Top of Recorded information

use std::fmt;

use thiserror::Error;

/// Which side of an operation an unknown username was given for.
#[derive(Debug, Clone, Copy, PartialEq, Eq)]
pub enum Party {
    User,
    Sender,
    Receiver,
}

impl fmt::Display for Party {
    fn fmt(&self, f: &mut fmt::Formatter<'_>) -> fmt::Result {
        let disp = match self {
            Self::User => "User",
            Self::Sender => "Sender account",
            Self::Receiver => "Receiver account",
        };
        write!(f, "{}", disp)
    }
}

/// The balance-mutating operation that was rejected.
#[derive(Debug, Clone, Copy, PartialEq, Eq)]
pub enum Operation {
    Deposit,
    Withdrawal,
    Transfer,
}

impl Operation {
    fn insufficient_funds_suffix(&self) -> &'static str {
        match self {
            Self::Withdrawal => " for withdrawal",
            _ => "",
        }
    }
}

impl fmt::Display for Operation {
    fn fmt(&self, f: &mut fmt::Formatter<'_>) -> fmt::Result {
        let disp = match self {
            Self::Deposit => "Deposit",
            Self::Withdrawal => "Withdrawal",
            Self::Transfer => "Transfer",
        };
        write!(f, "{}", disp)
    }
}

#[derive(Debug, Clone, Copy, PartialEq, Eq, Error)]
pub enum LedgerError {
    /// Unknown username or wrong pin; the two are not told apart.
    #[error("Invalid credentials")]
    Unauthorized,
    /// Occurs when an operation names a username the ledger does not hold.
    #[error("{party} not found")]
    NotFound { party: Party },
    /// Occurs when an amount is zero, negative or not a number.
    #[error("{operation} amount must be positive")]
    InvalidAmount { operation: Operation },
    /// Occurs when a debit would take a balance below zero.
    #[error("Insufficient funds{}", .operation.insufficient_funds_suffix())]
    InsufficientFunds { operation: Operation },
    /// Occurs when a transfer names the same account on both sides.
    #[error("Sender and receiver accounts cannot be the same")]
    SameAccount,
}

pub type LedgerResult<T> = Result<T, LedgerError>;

Bottom of Recorded information
Top of Recorded information

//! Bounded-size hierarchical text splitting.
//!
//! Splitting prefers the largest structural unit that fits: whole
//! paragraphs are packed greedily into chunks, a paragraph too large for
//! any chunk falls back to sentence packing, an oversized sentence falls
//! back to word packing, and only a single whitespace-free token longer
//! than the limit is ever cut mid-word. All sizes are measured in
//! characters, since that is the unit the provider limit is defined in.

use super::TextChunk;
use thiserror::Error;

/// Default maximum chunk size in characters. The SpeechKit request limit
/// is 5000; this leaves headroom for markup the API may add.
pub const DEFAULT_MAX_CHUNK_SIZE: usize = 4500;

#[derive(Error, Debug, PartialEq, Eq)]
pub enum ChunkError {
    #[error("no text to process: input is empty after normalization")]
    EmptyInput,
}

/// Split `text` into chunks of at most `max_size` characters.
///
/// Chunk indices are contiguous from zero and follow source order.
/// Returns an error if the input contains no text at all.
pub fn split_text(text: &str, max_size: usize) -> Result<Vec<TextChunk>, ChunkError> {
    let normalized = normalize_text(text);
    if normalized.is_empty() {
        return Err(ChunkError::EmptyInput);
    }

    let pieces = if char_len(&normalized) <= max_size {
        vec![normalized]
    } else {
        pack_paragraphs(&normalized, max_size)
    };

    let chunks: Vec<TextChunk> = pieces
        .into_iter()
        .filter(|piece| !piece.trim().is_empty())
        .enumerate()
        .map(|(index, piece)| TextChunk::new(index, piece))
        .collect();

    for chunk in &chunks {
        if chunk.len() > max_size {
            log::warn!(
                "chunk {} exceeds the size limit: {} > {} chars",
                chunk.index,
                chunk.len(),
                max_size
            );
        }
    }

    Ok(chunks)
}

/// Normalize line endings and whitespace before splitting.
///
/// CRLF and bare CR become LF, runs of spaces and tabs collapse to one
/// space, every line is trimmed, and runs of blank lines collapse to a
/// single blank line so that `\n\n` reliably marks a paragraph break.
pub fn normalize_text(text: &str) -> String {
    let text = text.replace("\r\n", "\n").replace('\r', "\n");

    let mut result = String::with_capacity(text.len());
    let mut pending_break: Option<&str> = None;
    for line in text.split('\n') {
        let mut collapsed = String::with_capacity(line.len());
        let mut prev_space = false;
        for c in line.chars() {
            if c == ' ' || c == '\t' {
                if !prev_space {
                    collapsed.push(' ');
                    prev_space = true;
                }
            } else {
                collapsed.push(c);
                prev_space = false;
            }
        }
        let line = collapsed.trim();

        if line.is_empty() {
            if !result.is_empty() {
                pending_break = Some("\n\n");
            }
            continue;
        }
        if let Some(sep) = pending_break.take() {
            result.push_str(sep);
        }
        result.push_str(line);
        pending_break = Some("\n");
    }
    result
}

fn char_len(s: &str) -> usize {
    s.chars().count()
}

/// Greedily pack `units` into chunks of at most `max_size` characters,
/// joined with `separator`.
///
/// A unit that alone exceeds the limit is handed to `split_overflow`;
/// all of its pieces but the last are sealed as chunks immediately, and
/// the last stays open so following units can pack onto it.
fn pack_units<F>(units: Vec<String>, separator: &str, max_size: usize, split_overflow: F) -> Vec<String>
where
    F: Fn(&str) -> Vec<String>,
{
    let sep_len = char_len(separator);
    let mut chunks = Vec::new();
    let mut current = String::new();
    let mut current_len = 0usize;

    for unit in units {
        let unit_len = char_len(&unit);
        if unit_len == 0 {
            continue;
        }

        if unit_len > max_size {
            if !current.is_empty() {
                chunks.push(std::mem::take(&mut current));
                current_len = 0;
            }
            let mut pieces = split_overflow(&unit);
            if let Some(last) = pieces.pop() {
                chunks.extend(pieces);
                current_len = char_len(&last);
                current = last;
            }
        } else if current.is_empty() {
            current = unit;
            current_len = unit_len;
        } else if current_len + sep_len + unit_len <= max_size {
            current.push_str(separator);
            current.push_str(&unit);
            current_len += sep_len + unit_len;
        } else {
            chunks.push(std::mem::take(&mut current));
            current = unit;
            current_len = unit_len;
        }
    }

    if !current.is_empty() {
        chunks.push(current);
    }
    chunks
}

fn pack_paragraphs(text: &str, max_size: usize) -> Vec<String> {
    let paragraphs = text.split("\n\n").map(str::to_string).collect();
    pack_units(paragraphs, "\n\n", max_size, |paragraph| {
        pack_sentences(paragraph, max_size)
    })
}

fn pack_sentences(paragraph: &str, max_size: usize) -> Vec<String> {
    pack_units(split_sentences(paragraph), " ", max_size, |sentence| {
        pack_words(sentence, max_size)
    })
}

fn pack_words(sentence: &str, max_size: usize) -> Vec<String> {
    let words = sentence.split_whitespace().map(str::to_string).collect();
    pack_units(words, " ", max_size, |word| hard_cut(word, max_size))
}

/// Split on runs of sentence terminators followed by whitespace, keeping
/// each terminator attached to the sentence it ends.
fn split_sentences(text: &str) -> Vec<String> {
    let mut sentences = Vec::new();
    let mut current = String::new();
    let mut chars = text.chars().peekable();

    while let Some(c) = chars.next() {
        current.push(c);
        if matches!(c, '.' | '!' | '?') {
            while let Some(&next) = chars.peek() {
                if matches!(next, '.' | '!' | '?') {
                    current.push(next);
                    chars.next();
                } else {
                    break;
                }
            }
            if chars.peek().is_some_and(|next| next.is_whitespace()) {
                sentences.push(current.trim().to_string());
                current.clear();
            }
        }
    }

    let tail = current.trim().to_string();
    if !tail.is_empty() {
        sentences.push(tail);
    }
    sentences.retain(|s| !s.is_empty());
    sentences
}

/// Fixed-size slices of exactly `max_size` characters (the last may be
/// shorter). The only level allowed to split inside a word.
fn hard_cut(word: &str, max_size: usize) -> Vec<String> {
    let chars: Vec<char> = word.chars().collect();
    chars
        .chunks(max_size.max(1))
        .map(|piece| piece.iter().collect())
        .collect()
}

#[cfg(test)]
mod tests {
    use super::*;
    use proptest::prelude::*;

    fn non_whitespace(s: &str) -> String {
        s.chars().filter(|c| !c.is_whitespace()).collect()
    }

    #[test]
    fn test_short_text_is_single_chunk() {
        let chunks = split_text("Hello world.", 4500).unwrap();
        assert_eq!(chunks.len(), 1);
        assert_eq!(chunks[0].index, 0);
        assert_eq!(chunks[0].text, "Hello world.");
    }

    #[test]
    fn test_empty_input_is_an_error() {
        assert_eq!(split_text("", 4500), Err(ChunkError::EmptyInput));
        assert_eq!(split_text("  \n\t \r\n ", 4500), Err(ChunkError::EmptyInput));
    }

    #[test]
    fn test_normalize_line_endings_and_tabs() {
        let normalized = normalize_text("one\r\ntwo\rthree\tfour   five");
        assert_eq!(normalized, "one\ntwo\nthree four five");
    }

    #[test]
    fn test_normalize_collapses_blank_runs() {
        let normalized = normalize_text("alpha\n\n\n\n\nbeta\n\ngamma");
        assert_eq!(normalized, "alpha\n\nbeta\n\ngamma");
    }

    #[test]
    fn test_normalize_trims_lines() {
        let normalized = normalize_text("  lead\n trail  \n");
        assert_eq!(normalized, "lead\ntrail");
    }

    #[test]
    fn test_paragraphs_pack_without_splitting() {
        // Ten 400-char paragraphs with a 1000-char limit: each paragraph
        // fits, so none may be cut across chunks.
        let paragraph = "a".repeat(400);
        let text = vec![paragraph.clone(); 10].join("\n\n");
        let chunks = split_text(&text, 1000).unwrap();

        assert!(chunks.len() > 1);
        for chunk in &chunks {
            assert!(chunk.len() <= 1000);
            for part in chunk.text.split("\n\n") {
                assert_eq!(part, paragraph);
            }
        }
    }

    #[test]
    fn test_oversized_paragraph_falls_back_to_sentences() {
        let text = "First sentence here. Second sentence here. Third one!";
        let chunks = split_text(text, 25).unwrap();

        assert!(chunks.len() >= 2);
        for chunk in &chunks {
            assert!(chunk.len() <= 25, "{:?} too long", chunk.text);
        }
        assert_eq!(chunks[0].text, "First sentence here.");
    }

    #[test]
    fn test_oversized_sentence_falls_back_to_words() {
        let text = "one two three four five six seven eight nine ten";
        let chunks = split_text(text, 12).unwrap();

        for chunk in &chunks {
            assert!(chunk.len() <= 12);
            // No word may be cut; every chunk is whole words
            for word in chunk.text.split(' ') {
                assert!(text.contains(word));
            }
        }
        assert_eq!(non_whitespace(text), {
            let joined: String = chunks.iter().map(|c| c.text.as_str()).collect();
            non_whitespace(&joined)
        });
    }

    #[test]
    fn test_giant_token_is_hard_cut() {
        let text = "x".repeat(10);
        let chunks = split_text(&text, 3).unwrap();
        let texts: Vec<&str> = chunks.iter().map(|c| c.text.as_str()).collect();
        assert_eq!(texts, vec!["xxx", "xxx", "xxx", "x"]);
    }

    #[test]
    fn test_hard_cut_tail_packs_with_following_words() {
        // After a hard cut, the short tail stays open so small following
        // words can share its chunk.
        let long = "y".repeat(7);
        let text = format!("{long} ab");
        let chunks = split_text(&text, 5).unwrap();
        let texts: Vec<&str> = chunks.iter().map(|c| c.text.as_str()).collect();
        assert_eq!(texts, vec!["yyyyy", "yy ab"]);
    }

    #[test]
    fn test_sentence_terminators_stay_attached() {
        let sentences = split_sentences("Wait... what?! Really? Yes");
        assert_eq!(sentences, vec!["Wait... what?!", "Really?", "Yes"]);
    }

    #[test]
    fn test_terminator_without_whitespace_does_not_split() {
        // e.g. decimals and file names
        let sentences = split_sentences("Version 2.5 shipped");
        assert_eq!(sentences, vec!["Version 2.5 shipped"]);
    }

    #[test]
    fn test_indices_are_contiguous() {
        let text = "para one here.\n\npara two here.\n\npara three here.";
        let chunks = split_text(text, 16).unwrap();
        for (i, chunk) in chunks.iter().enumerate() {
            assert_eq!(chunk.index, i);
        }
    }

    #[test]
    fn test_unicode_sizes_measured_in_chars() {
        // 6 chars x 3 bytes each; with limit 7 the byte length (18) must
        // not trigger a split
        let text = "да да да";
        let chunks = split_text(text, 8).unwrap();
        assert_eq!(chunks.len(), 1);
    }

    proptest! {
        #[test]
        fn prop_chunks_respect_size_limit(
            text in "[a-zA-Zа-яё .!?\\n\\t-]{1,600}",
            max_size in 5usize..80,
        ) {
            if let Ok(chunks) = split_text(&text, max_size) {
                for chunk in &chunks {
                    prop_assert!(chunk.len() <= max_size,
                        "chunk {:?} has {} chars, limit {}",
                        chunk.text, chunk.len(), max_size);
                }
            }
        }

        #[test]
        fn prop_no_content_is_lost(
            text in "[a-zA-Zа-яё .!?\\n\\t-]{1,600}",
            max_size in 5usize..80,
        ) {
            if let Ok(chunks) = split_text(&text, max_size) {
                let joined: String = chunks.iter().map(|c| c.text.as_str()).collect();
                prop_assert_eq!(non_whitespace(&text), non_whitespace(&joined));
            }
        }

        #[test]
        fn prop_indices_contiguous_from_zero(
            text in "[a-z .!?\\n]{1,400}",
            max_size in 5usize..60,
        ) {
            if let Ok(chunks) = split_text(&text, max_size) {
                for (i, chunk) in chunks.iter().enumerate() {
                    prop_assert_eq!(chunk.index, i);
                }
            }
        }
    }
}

Bottom of Recorded information

Required action
If a line in the records contains the string "ntwo", copy it out.

Finished exercise
        let normalized = normalize_text("one\r\ntwo\rthree\tfour   five");
        assert_eq!(normalized, "one\ntwo\nthree four five");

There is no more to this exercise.